Troubleshooting sFTP server error “Authentication exception, private key is invalid"
When encountering the error “Authentication exception, private key is invalid" the issue typically relates to the private key being used by the InfoSum platform to authenticate with the clients sFTP server. Here is a troubleshooting guide:
Common Causes of "Private Key is Invalid":
- Mismatched public/private keys: The key provided by the customer in the import configuration does not match the key for the supplied user name that is configured on the sFTP server. Please ensure that the correct public key is in the `authorized_keys` file for the supplied username
- Incorrect key format: The private key is in an unsupported format (e.g., OpenSSH vs. PEM).
- File permission issues: The private key file or the server's `authorized_keys` file has incorrect permissions. This is something that you can check on your server (see step 1 below)
- Corrupted key: The private key file is corrupted or incomplete.
- Expired or revoked key: The key may have expired or been revoked, especially if using a managed key system.
Troubleshooting Steps:
1. Check Server-Side Configuration & Private Key Used
Server settings
Ensure the server is configured to accept key-based authentication and that it is properly referencing the `authorized_keys` file.

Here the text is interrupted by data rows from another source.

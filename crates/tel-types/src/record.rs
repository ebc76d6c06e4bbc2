use serde::{Deserialize, Serialize};
use serde_json::Value;

use crate::error::RecordError;

/// The immutable unit of business data appended to a ledger.
///
/// A record is created by the host (or a module) before append and is never
/// mutated once its hash has been computed.
#[derive(Clone, Debug, PartialEq, Eq, Serialize, Deserialize)]
pub struct Record {
    /// Caller-supplied identifier, unique within one ledger.
    pub id: String,
    /// Logical partition, e.g. `"proofs"` or `"assets"`.
    pub stream: String,
    /// Milliseconds since the Unix epoch, caller-supplied.
    pub timestamp: u64,
    /// Business data. Must be a map or a list.
    pub payload: Value,
    /// Optional metadata. Absent and `null` are distinct.
    #[serde(default, skip_serializing_if = "Option::is_none")]
    pub meta: Option<Value>,
}

impl Record {
    pub fn new(
        id: impl Into<String>,
        stream: impl Into<String>,
        timestamp: u64,
        payload: Value,
    ) -> Self {
        Self {
            id: id.into(),
            stream: stream.into(),
            timestamp,
            payload,
            meta: None,
        }
    }

    pub fn with_meta(
        id: impl Into<String>,
        stream: impl Into<String>,
        timestamp: u64,
        payload: Value,
        meta: Value,
    ) -> Self {
        Self {
            meta: Some(meta),
            ..Self::new(id, stream, timestamp, payload)
        }
    }

    /// Check the structural invariants: non-empty `id` and `stream`,
    /// non-zero `timestamp`, and a map or list `payload`.
    pub fn validate(&self) -> Result<(), RecordError> {
        if self.id.is_empty() {
            return Err(RecordError::EmptyId);
        }
        if self.stream.is_empty() {
            return Err(RecordError::EmptyStream);
        }
        if self.timestamp == 0 {
            return Err(RecordError::ZeroTimestamp);
        }
        match &self.payload {
            Value::Object(_) | Value::Array(_) => Ok(()),
            other => Err(RecordError::ScalarPayload(value_kind(other))),
        }
    }

    /// Look up a top-level field of a map payload.
    pub fn payload_field(&self, key: &str) -> Option<&Value> {
        self.payload.get(key)
    }

    /// Look up a top-level string field of a map payload.
    pub fn payload_str(&self, key: &str) -> Option<&str> {
        self.payload_field(key).and_then(Value::as_str)
    }

    /// Set a top-level field. No-op for list payloads.
    pub fn set_payload_field(&mut self, key: impl Into<String>, value: Value) {
        if let Some(map) = self.payload.as_object_mut() {
            map.insert(key.into(), value);
        }
    }
}

fn value_kind(value: &Value) -> &'static str {
    match value {
        Value::Null => "null",
        Value::Bool(_) => "bool",
        Value::Number(_) => "number",
        Value::String(_) => "string",
        Value::Array(_) => "list",
        Value::Object(_) => "map",
    }
}
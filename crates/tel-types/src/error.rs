use thiserror::Error;

/// Errors produced by type operations.
#[derive(Debug, Error, Clone, PartialEq, Eq)]
pub enum TypeError {
    #[error("invalid hex string: {0}")]
    InvalidHex(String),

    #[error("invalid byte length: expected {expected}, got {actual}")]
    InvalidLength { expected: usize, actual: usize },
}

/// Reasons a [`Record`](crate::Record) violates its structural invariants.
#[derive(Debug, Error, Clone, PartialEq, Eq)]
pub enum RecordError {
    #[error("record id cannot be empty")]
    EmptyId,

    #[error("record stream cannot be empty")]
    EmptyStream,

    #[error("record timestamp cannot be zero")]
    ZeroTimestamp,

    #[error("record payload must be a map or a list, got {0}")]
    ScalarPayload(&'static str),
}
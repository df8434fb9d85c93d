//! Database Error Types
//!
//! Error cases for connection, schema initialization, and statement
//! execution. Business-level failures live in the service error type.

use std::path::PathBuf;
use thiserror::Error;

/// Database operation errors
#[derive(Error, Debug)]
pub enum DatabaseError {
    /// Failed to open or create the database file
    #[error("failed to open database at {path}: {source}")]
    OpenFailed {
        path: PathBuf,
        source: libsql::Error,
    },

    /// Parent directory for the database file could not be created
    #[error("failed to create database directory: {0}")]
    DirectoryCreationFailed(#[from] std::io::Error),

    /// Schema bootstrap did not complete
    #[error("schema initialization failed: {context}")]
    InitializationFailed { context: String },

    /// libsql operation error
    #[error("database operation failed: {0}")]
    LibsqlError(#[from] libsql::Error),

    /// Statement execution error with context
    #[error("sql execution failed: {context}")]
    SqlExecutionError { context: String },
}

impl DatabaseError {
    pub fn open_failed(path: PathBuf, source: libsql::Error) -> Self {
        Self::OpenFailed { path, source }
    }

    pub fn initialization_failed(context: impl Into<String>) -> Self {
        Self::InitializationFailed {
            context: context.into(),
        }
    }

    pub fn sql_execution(context: impl Into<String>) -> Self {
        Self::SqlExecutionError {
            context: context.into(),
        }
    }
}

- Confirm the user ID supplied matches the one expected on the server
- Confirm that SSH key authentication is allowed in the server's `sshd_config` file:
```bash
PubkeyAuthentication yes
```
- Check the permissions on the server where the public key is stored. If the `authorized_keys` file or the `.ssh` directory for the user has the wrong permissions, SSH might ignore the key:
```bash
chmod 700 ~/.ssh
chmod 600 ~/.ssh/authorized_keys
```
Private key check
Verifying the correct Private Key used is in the context of the user that was configured in the importer/ICC. e.g. if it's connecting as my user, then that user has to have the correct matching key
- If you're unsure which key pair is associated with the connection, verify this with the server administrator or check which public key is listed in the server's `authorized_keys` file (typically located in `~/.ssh/authorized_keys` on the server).
- Ensure the private key is correct and matches the corresponding public key stored in the server's `authorized_keys` file: you can generate the public key from the private key and compare it to the one in the `authorized_keys` file. This will output the public key from the private key.:
```bash
ssh-keygen -y -f /path/to/private-key.pem
```
2. Check the Private Key Format
The private key must be in PEM format. Common SSH key formats include:
- PEM format: Base64-encoded, starts with `-----BEGIN PRIVATE KEY-----` or `-----BEGIN RSA PRIVATE KEY-----`.
- OpenSSH format: May start with `-----BEGIN OPENSSH PRIVATE KEY-----`.
Ensure the correct format is being used, as we only accept PEM format. If needed, convert the key format using OpenSSH tools:
- Convert to PEM format (if in another format):
```bash
ssh-keygen -p -m PEM -f /path/to/private-key
```
3. Test the Private Key Manually
Try using the private key to manually authenticate via SSH or SFTP to ensure it’s functioning correctly. NB: If the SFTP server has IP white-listing, the IP address of the machine being used for the test must be white-listed prior to testing.
Example using SFTP:
```bash
sftp -i /path/to/private-key.pem username@hostname
```
- If this fails with the same error, you’ve confirmed the problem lies with the private key or its configuration.
4. Check for Key Expiration or Revocation
- If the key was created using a system that supports key expiration or revocation, verify that the private key hasn’t expired or been revoked.
- Some systems (like some key management solutions) may impose expiration dates on keys or revoke them for security reasons. In such cases, a new key would need to be generated.
5. Look for Error Messages in Server Logs
- If possible, check the server’s SSH logs for more details. These are often located in `/var/log/auth.log` or `/var/log/secure`, depending on the system.
For example:
```bash
tail -f /var/log/auth.log
```
- Look for clues related to the rejected key.